What is expected: A verbatim reproduction of the lines below, from the line containing "filename src/sync/mod.rs" through the line containing "#[derive(Clone)]", both ends included, is the whole required output.

Exercise materials:

++++

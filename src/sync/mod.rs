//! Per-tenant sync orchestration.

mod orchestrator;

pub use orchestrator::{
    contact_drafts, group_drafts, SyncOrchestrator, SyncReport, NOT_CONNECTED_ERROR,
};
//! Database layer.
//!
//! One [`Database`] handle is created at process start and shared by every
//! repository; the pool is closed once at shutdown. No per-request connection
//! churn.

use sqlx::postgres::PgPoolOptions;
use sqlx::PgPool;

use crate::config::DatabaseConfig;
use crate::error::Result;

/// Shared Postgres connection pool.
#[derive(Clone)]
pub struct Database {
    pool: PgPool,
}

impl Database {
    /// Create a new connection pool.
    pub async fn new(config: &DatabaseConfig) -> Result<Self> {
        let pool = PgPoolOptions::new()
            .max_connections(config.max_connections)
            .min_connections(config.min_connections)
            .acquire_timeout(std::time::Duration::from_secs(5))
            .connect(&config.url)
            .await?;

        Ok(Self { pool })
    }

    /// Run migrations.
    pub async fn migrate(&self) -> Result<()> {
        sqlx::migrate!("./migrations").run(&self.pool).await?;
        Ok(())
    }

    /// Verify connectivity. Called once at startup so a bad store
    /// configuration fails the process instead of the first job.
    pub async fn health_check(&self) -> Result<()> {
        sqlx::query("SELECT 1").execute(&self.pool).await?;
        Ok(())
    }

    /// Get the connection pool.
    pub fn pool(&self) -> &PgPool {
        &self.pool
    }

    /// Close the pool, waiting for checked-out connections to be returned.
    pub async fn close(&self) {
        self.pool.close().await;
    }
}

++++

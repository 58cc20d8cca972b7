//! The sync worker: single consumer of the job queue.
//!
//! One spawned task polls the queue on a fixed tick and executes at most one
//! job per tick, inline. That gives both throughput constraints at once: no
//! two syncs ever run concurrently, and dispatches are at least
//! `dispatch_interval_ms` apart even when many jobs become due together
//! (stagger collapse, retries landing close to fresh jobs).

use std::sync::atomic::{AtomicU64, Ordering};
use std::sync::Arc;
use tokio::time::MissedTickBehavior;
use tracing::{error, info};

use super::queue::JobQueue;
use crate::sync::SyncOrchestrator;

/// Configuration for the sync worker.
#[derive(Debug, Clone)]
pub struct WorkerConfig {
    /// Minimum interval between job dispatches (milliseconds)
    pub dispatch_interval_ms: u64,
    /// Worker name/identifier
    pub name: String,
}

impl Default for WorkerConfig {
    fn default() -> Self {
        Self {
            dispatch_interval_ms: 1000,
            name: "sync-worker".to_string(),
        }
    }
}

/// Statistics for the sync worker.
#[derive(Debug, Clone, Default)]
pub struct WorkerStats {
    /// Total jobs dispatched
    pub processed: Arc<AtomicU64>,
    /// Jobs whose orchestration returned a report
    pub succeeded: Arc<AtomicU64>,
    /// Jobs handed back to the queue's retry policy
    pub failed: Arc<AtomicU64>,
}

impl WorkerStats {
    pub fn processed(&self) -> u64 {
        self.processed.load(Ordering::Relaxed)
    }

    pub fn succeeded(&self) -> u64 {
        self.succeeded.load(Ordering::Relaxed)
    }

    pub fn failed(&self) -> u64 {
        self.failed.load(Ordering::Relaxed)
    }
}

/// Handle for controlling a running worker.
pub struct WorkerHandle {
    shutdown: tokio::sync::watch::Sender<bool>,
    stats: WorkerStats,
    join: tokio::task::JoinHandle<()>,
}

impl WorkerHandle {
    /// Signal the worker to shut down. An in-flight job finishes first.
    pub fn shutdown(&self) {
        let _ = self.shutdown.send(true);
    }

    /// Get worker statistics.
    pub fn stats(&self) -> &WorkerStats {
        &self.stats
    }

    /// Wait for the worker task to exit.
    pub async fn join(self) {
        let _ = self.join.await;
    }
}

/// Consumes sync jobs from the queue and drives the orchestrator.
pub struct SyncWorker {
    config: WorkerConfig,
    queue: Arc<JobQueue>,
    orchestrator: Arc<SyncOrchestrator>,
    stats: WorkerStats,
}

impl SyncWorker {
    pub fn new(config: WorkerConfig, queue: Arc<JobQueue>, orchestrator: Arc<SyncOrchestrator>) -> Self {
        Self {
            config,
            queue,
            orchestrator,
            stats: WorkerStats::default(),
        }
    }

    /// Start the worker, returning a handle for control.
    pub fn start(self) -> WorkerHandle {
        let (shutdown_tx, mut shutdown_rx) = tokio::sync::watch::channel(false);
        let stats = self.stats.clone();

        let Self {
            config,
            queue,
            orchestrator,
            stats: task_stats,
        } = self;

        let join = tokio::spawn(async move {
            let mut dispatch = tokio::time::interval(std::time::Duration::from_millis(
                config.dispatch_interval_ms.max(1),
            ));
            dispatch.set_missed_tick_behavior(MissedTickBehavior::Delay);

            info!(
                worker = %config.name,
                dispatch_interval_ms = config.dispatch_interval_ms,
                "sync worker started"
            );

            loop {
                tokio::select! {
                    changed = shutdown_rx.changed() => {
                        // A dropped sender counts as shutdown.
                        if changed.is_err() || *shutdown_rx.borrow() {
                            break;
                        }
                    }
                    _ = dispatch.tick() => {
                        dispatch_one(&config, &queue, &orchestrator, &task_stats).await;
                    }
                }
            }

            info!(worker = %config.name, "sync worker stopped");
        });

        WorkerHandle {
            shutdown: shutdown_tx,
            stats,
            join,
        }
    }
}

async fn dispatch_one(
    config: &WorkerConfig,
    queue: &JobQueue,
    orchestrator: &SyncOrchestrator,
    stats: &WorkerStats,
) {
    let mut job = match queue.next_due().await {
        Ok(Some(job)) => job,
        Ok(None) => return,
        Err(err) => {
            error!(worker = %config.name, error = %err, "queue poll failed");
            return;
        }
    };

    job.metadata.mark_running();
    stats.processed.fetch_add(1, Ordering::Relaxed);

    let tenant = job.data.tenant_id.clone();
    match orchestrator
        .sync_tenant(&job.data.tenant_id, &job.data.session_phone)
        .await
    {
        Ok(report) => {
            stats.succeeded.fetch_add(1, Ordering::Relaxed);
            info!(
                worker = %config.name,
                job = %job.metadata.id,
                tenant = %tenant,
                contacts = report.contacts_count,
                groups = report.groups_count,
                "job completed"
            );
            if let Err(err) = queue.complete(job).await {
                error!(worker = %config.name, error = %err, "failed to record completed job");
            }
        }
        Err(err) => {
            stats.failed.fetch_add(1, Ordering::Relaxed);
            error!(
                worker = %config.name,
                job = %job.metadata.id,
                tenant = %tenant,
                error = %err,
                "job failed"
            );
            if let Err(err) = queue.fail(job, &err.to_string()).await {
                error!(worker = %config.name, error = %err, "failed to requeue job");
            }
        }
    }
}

++++

Expected output:
filename src/sync/mod.rs
//! Per-tenant sync orchestration.

mod orchestrator;

pub use orchestrator::{
    contact_drafts, group_drafts, SyncOrchestrator, SyncReport, NOT_CONNECTED_ERROR,
};
//! Database layer.
//!
//! One [`Database`] handle is created at process start and shared by every
//! repository; the pool is closed once at shutdown. No per-request connection
//! churn.

use sqlx::postgres::PgPoolOptions;
use sqlx::PgPool;

use crate::config::DatabaseConfig;
use crate::error::Result;

/// Shared Postgres connection pool.
#[derive(Clone)]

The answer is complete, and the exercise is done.